■ **ACTIVITY**:
Report every line below that carries the word "same".

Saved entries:
"""

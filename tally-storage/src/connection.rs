//! Connection management: one serialized write connection, one reader,
//! plus extra connections for the batch writer. WAL mode so readers
//! never block on the writer.

use std::path::{Path, PathBuf};
use std::sync::atomic::{AtomicUsize, Ordering};
use std::sync::Mutex;

use rusqlite::{Connection, OpenFlags};
use tally_core::errors::StorageError;

use crate::migrations;

/// Distinguishes in-memory engines (shared-cache URI so every
/// connection sees the same database).
static MEM_COUNTER: AtomicUsize = AtomicUsize::new(0);

enum Target {
    File(PathBuf),
    Memory(String),
}

/// Owns the database connections. All writes to a run's mutable fields
/// are serialized behind the write mutex; status transitions always go
/// through CAS updates on top of that.
pub struct DatabaseManager {
    write: Mutex<Connection>,
    read: Mutex<Connection>,
    target: Target,
}

impl DatabaseManager {
    /// Open (creating if needed) a file-backed database and run
    /// migrations.
    pub fn open(path: &Path) -> Result<Self, StorageError> {
        if let Some(parent) = path.parent() {
            std::fs::create_dir_all(parent).map_err(StorageError::sqlite)?;
        }
        let write = Connection::open(path)?;
        apply_pragmas(&write)?;
        migrations::migrate(&write)?;
        let read = Connection::open_with_flags(
            path,
            OpenFlags::SQLITE_OPEN_READ_ONLY | OpenFlags::SQLITE_OPEN_NO_MUTEX,
        )?;
        read_pragmas(&read)?;
        Ok(Self {
            write: Mutex::new(write),
            read: Mutex::new(read),
            target: Target::File(path.to_path_buf()),
        })
    }

    /// Open an in-memory database (for testing). Uses a shared-cache
    /// URI so the batch writer and readers attach to the same data.
    pub fn open_in_memory() -> Result<Self, StorageError> {
        let uri = format!(
            "file:tallymem{}?mode=memory&cache=shared",
            MEM_COUNTER.fetch_add(1, Ordering::Relaxed)
        );
        let flags = OpenFlags::SQLITE_OPEN_READ_WRITE
            | OpenFlags::SQLITE_OPEN_CREATE
            | OpenFlags::SQLITE_OPEN_URI
            | OpenFlags::SQLITE_OPEN_NO_MUTEX;
        let write = Connection::open_with_flags(&uri, flags)?;
        memory_pragmas(&write)?;
        migrations::migrate(&write)?;
        let read = Connection::open_with_flags(&uri, flags)?;
        memory_pragmas(&read)?;
        Ok(Self {
            write: Mutex::new(write),
            read: Mutex::new(read),
            target: Target::Memory(uri),
        })
    }

    /// An additional connection for the batch writer thread.
    pub fn open_batch_connection(&self) -> Result<Connection, StorageError> {
        match &self.target {
            Target::File(path) => {
                let conn = Connection::open(path)?;
                apply_pragmas(&conn)?;
                Ok(conn)
            }
            Target::Memory(uri) => {
                let flags = OpenFlags::SQLITE_OPEN_READ_WRITE
                    | OpenFlags::SQLITE_OPEN_URI
                    | OpenFlags::SQLITE_OPEN_NO_MUTEX;
                let conn = Connection::open_with_flags(uri, flags)?;
                memory_pragmas(&conn)?;
                Ok(conn)
            }
        }
    }

    /// Run a read-only closure on the reader connection.
    pub fn with_reader<F, T>(&self, f: F) -> Result<T, StorageError>
    where
        F: FnOnce(&Connection) -> Result<T, StorageError>,
    {
        let conn = self.read.lock().expect("reader mutex poisoned");
        f(&conn)
    }

    /// Run a write closure on the serialized write connection.
    pub fn with_writer<F, T>(&self, f: F) -> Result<T, StorageError>
    where
        F: FnOnce(&Connection) -> Result<T, StorageError>,
    {
        let conn = self.write.lock().expect("writer mutex poisoned");
        f(&conn)
    }

    /// WAL checkpoint (no-op for in-memory).
    pub fn checkpoint(&self) -> Result<(), StorageError> {
        if matches!(self.target, Target::Memory(_)) {
            return Ok(());
        }
        self.with_writer(|conn| {
            conn.pragma_update(None, "wal_checkpoint", "TRUNCATE")?;
            Ok(())
        })
    }

    /// Database file path (None for in-memory).
    pub fn path(&self) -> Option<&Path> {
        match &self.target {
            Target::File(path) => Some(path),
            Target::Memory(_) => None,
        }
    }
}

fn apply_pragmas(conn: &Connection) -> Result<(), StorageError> {
    conn.pragma_update(None, "journal_mode", "WAL")?;
    conn.pragma_update(None, "synchronous", "NORMAL")?;
    conn.pragma_update(None, "foreign_keys", "ON")?;
    conn.pragma_update(None, "busy_timeout", 5_000)?;
    Ok(())
}

fn read_pragmas(conn: &Connection) -> Result<(), StorageError> {
    conn.pragma_update(None, "busy_timeout", 5_000)?;
    Ok(())
}

fn memory_pragmas(conn: &Connection) -> Result<(), StorageError> {
    conn.pragma_update(None, "foreign_keys", "ON")?;
    conn.pragma_update(None, "busy_timeout", 5_000)?;
    Ok(())
}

"""

■ **COMPLETED EXERCISE**:
/// connection sees the same database).
    /// URI so the batch writer and readers attach to the same data.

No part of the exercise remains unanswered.